Goo Gone is the best stuff I've used. It won't effect the finish of your light or whatever else you use it for. This stuff even removed black boot polish from my light tan colored carpet. It works!!!


----------



## tonyd (Sep 21, 2006)

Look at the active solvent in goo-gone- Xylene.


----------



## Sub_Umbra (Sep 21, 2006)

The good news:

There is an outfit that makes a gadget for use in retail stores specifically for removing sticky tags -- it even works well with the perforated kind that break up when you try to remove them. It looks like a _very sharp,_ chromed, mini-spatula with a hidiously thin, flexible blade. The blade is about 1/2" x 1 1/5". The trick is that it comes in it's own plastic, foam lined sheath and the foam keeps the blade lubed up with some special non-stick stuff. They work very well.

The bad news:

I have no idea who makes it. If you could figure out what they lube the blade with...


----------



## Bozzlite (Sep 21, 2006)

The absolutely positively best way to remove the sticky goo after labels have been removed.........is with WD 40. Spray it on, wait a few seconds and wipe it off with a paper towel. Miraculous. 

Its also great for stopping squeaks in your screen door, rust removal, rust preventative, etc etc. Just all around good stuff. No one should be without it.


----------



## vandrecken (Sep 21, 2006)

DeSolvIt type citrus works but a bit slow, lighter fluid (naptha) of any sort works faster, and proprietary stain removers for clothing like the tar/gum/adhesive remover from the Stain Devils range work fastest of all. This last one is just xylene or some similar volatile organic.

Cheers,


----------



## dyyys1 (Sep 26, 2006)

One more vote from me for WD40. I am convinced that any task can be completed using either duct tape or WD40. A bit off topic, but does anyone here edc WD40 or duct tape, such as in a BOB?


----------



## derfyled (Sep 27, 2006)

Used a lot of stuff and came back with the best, zippo lighter fuel...


----------



## fluorescent (Sep 27, 2006)

goo-gone... put some on the label and it comes right off


----------



## milkyspit (Oct 2, 2006)

Thanks all! :bow:

For sake of information sharing, here's what I did to remove labels from these pesky PVC tubes...

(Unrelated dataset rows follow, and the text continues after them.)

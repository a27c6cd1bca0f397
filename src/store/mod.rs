// Copyright (c) 2025 TexasFortress.AI
// This Source Code Form is subject to the terms of the Mozilla Public
// License, v. 2.0. If a copy of the MPL was not distributed with this
// file, You can obtain one at http://mozilla.org/MPL/2.0/.

//! SQLite persistence.
//!
//! The store is the only shared mutable resource. Every write that can be
//! repeated (sync upserts, beacons) is keyed on a unique column so duplicate
//! or out-of-order delivery converges to the same rows.

pub mod accounts;
pub mod leads;
pub mod messages;
pub mod sessions;

use std::str::FromStr;

use log::{debug, info};
use sqlx::sqlite::{SqliteConnectOptions, SqlitePool, SqlitePoolOptions};
use thiserror::Error;

pub use accounts::{AccountRepository, NewAccount};
pub use leads::LeadRepository;
pub use messages::MessageRepository;
pub use sessions::SessionRepository;

#[derive(Error, Debug)]
pub enum StoreError {
    #[error("Database error: {0}")]
    Database(#[from] sqlx::Error),
    #[error("Migration error: {0}")]
    Migration(#[from] sqlx::migrate::MigrateError),
    #[error("Serialization error: {0}")]
    Serialization(#[from] serde_json::Error),
    #[error("Invalid row: {0}")]
    InvalidRow(String),
}

/// Handle to the connection pool. Cheap to clone.
#[derive(Clone, Debug)]
pub struct Store {
    pool: SqlitePool,
}

impl Store {
    /// Opens (creating if missing) the database at `database_url` and runs migrations.
    pub async fn connect(database_url: &str, max_connections: u32) -> Result<Self, StoreError> {
        info!("Opening store at {}", database_url);
        let options = SqliteConnectOptions::from_str(database_url)?
            .create_if_missing(true)
            .foreign_keys(true);

        let pool = SqlitePoolOptions::new()
            .max_connections(max_connections)
            .connect_with(options)
            .await?;

        let store = Self { pool };
        store.migrate().await?;
        Ok(store)
    }

    /// Private in-memory database, used by tests and dry runs.
    pub async fn in_memory() -> Result<Self, StoreError> {
        let options = SqliteConnectOptions::from_str("sqlite::memory:")?.foreign_keys(true);
        // A single never-recycled connection keeps the memory database alive.
        let pool = SqlitePoolOptions::new()
            .max_connections(1)
            .idle_timeout(None)
            .max_lifetime(None)
            .connect_with(options)
            .await?;

        let store = Self { pool };
        store.migrate().await?;
        Ok(store)
    }

    async fn migrate(&self) -> Result<(), StoreError> {
        sqlx::migrate!("./migrations").run(&self.pool).await?;
        debug!("Migrations applied");
        Ok(())
    }

    pub fn pool(&self) -> &SqlitePool {
        &self.pool
    }

    pub fn accounts(&self) -> AccountRepository<'_> {
        AccountRepository::new(&self.pool)
    }

    pub fn messages(&self) -> MessageRepository<'_> {
        MessageRepository::new(&self.pool)
    }

    pub fn leads(&self) -> LeadRepository<'_> {
        LeadRepository::new(&self.pool)
    }

    pub fn sessions(&self) -> SessionRepository<'_> {
        SessionRepository::new(&self.pool)
    }
}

1. Heat gun on the label: needed to get the timing just right... too little and the label wouldn't peel away, too much and the PVC would start melting. Done right, the label would magically peel right up as if it had never been adhered in the first place! Took about 90% of the adhesive with it. For the 10% of adhesive remaining...

2. WD40. Who suggested that one? They get a gold star! Wouldn't have believed it but the WD40 did indeed take off the residual adhesive. Quick spray over the affected area, wipe away with a rag, then hand wash the piece afterward with dish soap and warm, sudsy water. Like washing the dishes, old school style! 

Yahtzee!


----------



## Barefootone (Oct 25, 2006)

The best sticky label residue remover that I have found is good old fashioned Mineral Spirits (Turpentine). Just put some Mineral Spirits on a soft rag and wipe away the sticky residue, then wash the piece with dish soap and warm water. This is really good for PVC since Mineral Spirits won't attack the PVC or melt it.


----------



## will (Oct 25, 2006)

I have had great success with automotive bug and tar remover. A bit slow, but it does not harm the surface at all.


----------



## Trashman (Oct 25, 2006)

Auto wax will remove that sticky gunk very easily. It's what I always use. When I got my first snow board, there was some unsightly gunk left behind (shiny black board) and I had the bright idea to try auto wax. It worked amazingly well and was so fast and easy. Since then, I've used it many times, getting the same results.


----------



## Mike V (Oct 26, 2006)

We've tried everything at work including all the solvents recommended in this thread.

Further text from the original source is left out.